* What the task asks
Restate the opening lines of the material below word for word, stopping after the line that contains "use serde::Serialize;".
--- Data excerpts ---
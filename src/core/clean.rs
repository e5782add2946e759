//! Clean logic
//!
//! Removes install stamps so the next build re-runs configure, build and
//! install for every component. With `all`, the whole working-copy tree goes
//! too. Refuses while a run holds the lock.

use std::fs;
use std::path::{Path, PathBuf};

use serde::Serialize;
use walkdir::WalkDir;

use crate::core::layout::WorkLayout;
use crate::error::{FilesystemError, LockError, PipelineError};
use crate::infra::run_lock::RunLock;

/// Result of clean operation
#[derive(Debug, Default, Serialize)]
pub struct CleanResult {
    /// Paths that were removed
    pub removed: Vec<PathBuf>,
    /// Bytes freed
    pub bytes_freed: u64,
}

/// Total size of regular files under `path`
pub fn dir_size(path: &Path) -> u64 {
    WalkDir::new(path)
        .into_iter()
        .filter_map(Result::ok)
        .filter(|entry| entry.file_type().is_file())
        .filter_map(|entry| entry.metadata().ok())
        .map(|metadata| metadata.len())
        .sum()
}

/// Clean the working-copy tree at `layout`
///
/// # Errors
///
/// * `LockError::Held` if a run is in progress
/// * `FilesystemError::RemoveDir` if removal fails
pub fn clean(layout: &WorkLayout, all: bool) -> Result<CleanResult, PipelineError> {
    let lock_path = layout.lock_path();
    if RunLock::is_held(&lock_path) {
        return Err(LockError::Held { path: lock_path }.into());
    }

    let target = if all {
        layout.root().to_path_buf()
    } else {
        layout.stamps_dir()
    };

    let mut result = CleanResult::default();
    if target.exists() {
        result.bytes_freed = dir_size(&target);
        fs::remove_dir_all(&target).map_err(|e| FilesystemError::RemoveDir {
            path: target.clone(),
            error: e.to_string(),
        })?;
        result.removed.push(target);
    }
    Ok(result)
}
---
* Exercise response
filename src/core/clean.rs
repository e5782add2946e759
//! Clean logic
//!
//! Removes install stamps so the next build re-runs configure, build and
//! install for every component. With `all`, the whole working-copy tree goes
//! too. Refuses while a run holds the lock.

use std::fs;
use std::path::{Path, PathBuf};

use serde::Serialize;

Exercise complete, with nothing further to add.